Written by: Hallie Labrador, Marc Harwood
Reviewed by: Jeffrey Driban
Any case of SCD in young athletes is devastating, but it is important to note the analysis of the authors in the exorbitant price and time commitment that prescreening would likely incur. Coupled with the current results of dubious specificity and sensitivity it appears that the currently available methods for prescreening are not adequate enough to justify mandatory testing without improvements in diagnostic techniques. Without more realistically effective prescreening procedures the one needle in the haystack (possibly) being found at great cost does not seem to outweigh the detriment to incorrectly diagnosed athletes.
We absolutely agree, the authors estimate a cost of over $1 billion to screen all amateur and competitive sport athletes given the amount of further testing required for positive ECGs.
I completely agree with previous comments regarding the enormous cost that would come with pre-participation heart screenings and the accuracy.
I think another interesting aspect of this topic is, how valuable is knowing that an athlete is at risk for SCD? Would all athletes be disqualified for participation with a positive diagnosis of a disease increasing their risk for SCD, even though they could have the disease and never experience any exercise related symptoms or issues?
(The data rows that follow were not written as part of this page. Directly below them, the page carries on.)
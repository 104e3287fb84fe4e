use axum::{body::Bytes, extract::State, Json};
use std::sync::Arc;
use tracing::{debug, error, info};

use crate::error::ApiError;
use crate::models::*;
use crate::AppState;

/// Register an appliance under a subdomain
#[utoipa::path(
    post,
    path = "/register",
    request_body = RegisterRequest,
    responses(
        (status = 200, description = "Binding created or confirmed", body = RegisterResponse),
        (status = 400, description = "Malformed or invalid request", body = RegisterResponse),
        (status = 403, description = "Unknown token", body = RegisterResponse),
        (status = 409, description = "Subdomain held by another appliance", body = RegisterResponse),
        (status = 503, description = "State busy, retry later", body = RegisterResponse),
        (status = 500, description = "Internal server error", body = RegisterResponse)
    ),
    tag = "registration"
)]
pub async fn register(
    State(state): State<Arc<AppState>>,
    body: Bytes,
) -> Result<Json<RegisterResponse>, ApiError> {
    let variant = state.registrar.variant();
    let registration = RegisterRequest::parse(&body, variant)?;
    debug!("Register request for {}", registration.subdomain);

    let registrar = state.registrar.clone();
    let outcome = match tokio::task::spawn_blocking(move || registrar.register(&registration))
        .await
        .map_err(|e| ApiError::Internal(e.to_string()))?
    {
        Ok(outcome) => outcome,
        Err(failure) => {
            // Purged site files are gone whatever the verdict
            if failure.removed > 0 {
                apply_config(&state, false).await;
            }
            return Err(failure.error.into());
        }
    };

    if outcome.needs_reload() {
        apply_config(&state, outcome.needs_agent_restart()).await;
    }

    Ok(Json(RegisterResponse::success(RegisterData::from_binding(
        &outcome.binding,
        variant,
    ))))
}

/// Reload the reverse proxy on the blocking pool
///
/// The new state is already on disk; a failed reload is picked up by the next
/// one, so it is logged rather than returned.
async fn apply_config(state: &AppState, restart_agents: bool) {
    let reloader = state.reloader.clone();
    match tokio::task::spawn_blocking(move || reloader.apply(restart_agents)).await {
        Ok(Ok(())) => info!("Configuration applied (restart agents: {})", restart_agents),
        Ok(Err(e)) => error!("Reload failed: {}", e),
        Err(e) => error!("Reload task failed: {}", e),
    }
}

/// Health check endpoint
#[utoipa::path(
    get,
    path = "/health",
    responses(
        (status = 200, description = "Service is healthy", body = HealthResponse)
    ),
    tag = "system"
)]
pub async fn health_check(State(state): State<Arc<AppState>>) -> Json<HealthResponse> {
    Json(HealthResponse {
        status: "ok".to_string(),
        version: env!("CARGO_PKG_VERSION").to_string(),
        tokens: state.registrar.tokens().len(),
        variant: state.registrar.variant().to_string(),
    })
}
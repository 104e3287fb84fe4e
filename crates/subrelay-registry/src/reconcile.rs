//! Conflict resolution between a requested binding and the current snapshot
//!
//! Ports belong to tokens forever while subdomains are first-come claims, so
//! the two kinds of clash are treated differently:
//! - subdomain held by another port: the request is rejected
//! - port held by another subdomain: the old binding is evicted

use crate::binding::Subdomain;
use crate::site_dir::SiteIndex;

/// Outcome of reconciling one request against the snapshot
#[derive(Debug, Clone, PartialEq, Eq)]
pub enum Decision {
    /// First registration, or identical re-registration
    Accepted,
    /// The port currently serves `stale`; that binding must be removed first
    RebindRequired { stale: Subdomain },
    /// The subdomain is owned by `holder`
    Rejected { holder: u16 },
}

/// Decide what to do with `(port, subdomain)` given the current bindings
pub fn reconcile(index: &SiteIndex, port: u16, subdomain: &Subdomain) -> Decision {
    if let Some(holder) = index.port_for(subdomain) {
        if holder != port {
            return Decision::Rejected { holder };
        }
    }

    match index.subdomain_for(port) {
        Some(current) if current != subdomain => Decision::RebindRequired {
            stale: current.clone(),
        },
        _ => Decision::Accepted,
    }
}

#[cfg(test)]
mod tests {
    use super::*;

    fn sub(s: &str) -> Subdomain {
        Subdomain::parse(s).unwrap()
    }

    fn index(bindings: &[(u16, &str)]) -> SiteIndex {
        let mut index = SiteIndex::new();
        for &(port, name) in bindings {
            index.insert(port, sub(name)).unwrap();
        }
        index
    }

    #[test]
    fn test_first_registration_accepted() {
        assert_eq!(reconcile(&index(&[]), 100, &sub("alice")), Decision::Accepted);
    }

    #[test]
    fn test_identical_registration_accepted() {
        let current = index(&[(100, "alice")]);
        assert_eq!(reconcile(&current, 100, &sub("alice")), Decision::Accepted);
    }

    #[test]
    fn test_subdomain_of_other_port_rejected() {
        let current = index(&[(100, "alice")]);
        assert_eq!(
            reconcile(&current, 101, &sub("alice")),
            Decision::Rejected { holder: 100 }
        );
    }

    #[test]
    fn test_new_subdomain_for_port_rebinds() {
        let current = index(&[(100, "alice")]);
        assert_eq!(
            reconcile(&current, 100, &sub("bob")),
            Decision::RebindRequired {
                stale: sub("alice")
            }
        );
    }

    #[test]
    fn test_rejection_checked_before_rebind() {
        // Port 100 wants bob, which port 101 already holds
        let current = index(&[(100, "alice"), (101, "bob")]);
        assert_eq!(
            reconcile(&current, 100, &sub("bob")),
            Decision::Rejected { holder: 101 }
        );
    }

    #[test]
    fn test_unrelated_bindings_ignored() {
        let current = index(&[(101, "bob"), (102, "carol")]);
        assert_eq!(reconcile(&current, 100, &sub("alice")), Decision::Accepted);
    }
}
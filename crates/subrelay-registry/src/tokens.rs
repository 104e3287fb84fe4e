//! Token allow-list and the fixed token -> port assignment
//!
//! Every token owns exactly one port for as long as it stays in the list:
//! `port = base_port + index`. The table is built once at startup and is
//! never mutated afterwards; share it behind an `Arc`.

use crate::error::{RegistryError, RegistryResult};
use std::collections::HashMap;
use std::fs::{self, OpenOptions};
use std::io::{self, Write};
use std::ops::RangeInclusive;
use std::path::Path;
use thiserror::Error;
use tracing::info;
use uuid::Uuid;

/// Errors raised while building a token table
#[derive(Debug, Error)]
pub enum TokenTableError {
    #[error("token allow-list is empty")]
    Empty,

    #[error("blank token at position {0}")]
    BlankToken(usize),

    #[error("token listed twice (lines {first} and {second})")]
    Duplicate { first: usize, second: usize },

    #[error("{count} tokens starting at port {base_port} exceed the port range")]
    PortOverflow { base_port: u16, count: usize },

    #[error("failed to read token file {path}: {source}")]
    Read {
        path: String,
        #[source]
        source: io::Error,
    },

    #[error("token file {0} already exists, (re)move it first")]
    AlreadyExists(String),

    #[error("failed to write token file {path}: {source}")]
    Write {
        path: String,
        #[source]
        source: io::Error,
    },
}

/// Immutable token -> port lookup
#[derive(Debug, Clone)]
pub struct TokenTable {
    tokens: Vec<String>,
    index: HashMap<String, usize>,
    base_port: u16,
}

impl TokenTable {
    /// Build a table from an ordered list of tokens
    pub fn new<I, S>(tokens: I, base_port: u16) -> Result<Self, TokenTableError>
    where
        I: IntoIterator<Item = S>,
        S: Into<String>,
    {
        let tokens: Vec<String> = tokens.into_iter().map(Into::into).collect();
        if tokens.is_empty() {
            return Err(TokenTableError::Empty);
        }

        let last_offset = tokens.len() - 1;
        if last_offset > usize::from(u16::MAX - base_port) {
            return Err(TokenTableError::PortOverflow {
                base_port,
                count: tokens.len(),
            });
        }

        let mut index = HashMap::with_capacity(tokens.len());
        for (i, token) in tokens.iter().enumerate() {
            if token.trim().is_empty() {
                return Err(TokenTableError::BlankToken(i + 1));
            }
            if let Some(first) = index.insert(token.clone(), i) {
                return Err(TokenTableError::Duplicate {
                    first: first + 1,
                    second: i + 1,
                });
            }
        }

        Ok(Self {
            tokens,
            index,
            base_port,
        })
    }

    /// Load a token file: one token per line, blank lines ignored
    pub fn load(path: &Path, base_port: u16) -> Result<Self, TokenTableError> {
        let content = fs::read_to_string(path).map_err(|source| TokenTableError::Read {
            path: path.display().to_string(),
            source,
        })?;

        let table = Self::new(
            content
                .lines()
                .map(str::trim)
                .filter(|line| !line.is_empty()),
            base_port,
        )?;

        info!(
            "Loaded {} tokens from {} (ports {}-{})",
            table.len(),
            path.display(),
            table.ports().start(),
            table.ports().end()
        );

        Ok(table)
    }

    /// Resolve the port permanently assigned to `token`
    pub fn resolve_port(&self, token: &str) -> RegistryResult<u16> {
        self.index
            .get(token)
            .map(|&i| self.port_at(i))
            .ok_or(RegistryError::InvalidToken)
    }

    /// Reverse lookup, mainly for diagnostics
    pub fn token_for_port(&self, port: u16) -> Option<&str> {
        let offset = usize::from(port.checked_sub(self.base_port)?);
        self.tokens.get(offset).map(String::as_str)
    }

    pub fn ports(&self) -> RangeInclusive<u16> {
        self.base_port..=self.port_at(self.tokens.len() - 1)
    }

    pub fn base_port(&self) -> u16 {
        self.base_port
    }

    pub fn len(&self) -> usize {
        self.tokens.len()
    }

    pub fn is_empty(&self) -> bool {
        self.tokens.is_empty()
    }

    fn port_at(&self, index: usize) -> u16 {
        // Bounded by the overflow check in `new`
        self.base_port + index as u16
    }
}

/// Generate `count` fresh tokens (upper-case UUIDv4)
pub fn generate_tokens(count: usize) -> Vec<String> {
    (0..count)
        .map(|_| Uuid::new_v4().to_string().to_uppercase())
        .collect()
}

/// Write a new token file with `count` generated tokens
///
/// Refuses to touch an existing file: reordering or replacing tokens would
/// silently move every appliance to a different port.
pub fn write_token_file(path: &Path, count: usize) -> Result<(), TokenTableError> {
    let display = path.display().to_string();
    let mut file = OpenOptions::new()
        .write(true)
        .create_new(true)
        .open(path)
        .map_err(|source| {
            if source.kind() == io::ErrorKind::AlreadyExists {
                TokenTableError::AlreadyExists(display.clone())
            } else {
                TokenTableError::Write {
                    path: display.clone(),
                    source,
                }
            }
        })?;

    let mut buf = String::with_capacity(count * 37);
    for token in generate_tokens(count) {
        buf.push_str(&token);
        buf.push('\n');
    }

    file.write_all(buf.as_bytes())
        .and_then(|_| file.sync_all())
        .map_err(|source| TokenTableError::Write {
            path: display,
            source,
        })
}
With the introduction if sickle cell testing at many universities, athletes are identified with the condition but can simply sign a waiver for participation. I wonder how many lives would actually be protected by identifying those at risk fo SCD, if they are still electing to participate in athletics. Also, what other health impact could manifest by restricting individual's physical activity?
Excellent point John. Another consideration is how much restriction do these athletes need? You could bar someone from all organized sport only to have them go into an arrhythmia while running to catch the bus. You could even argue that it may be better to have them have a problem at an organized event where there may be more resources available. The big question is; even if we can identify who is at risk for SCD, can we really prevent it and is that where we should be putting our resources?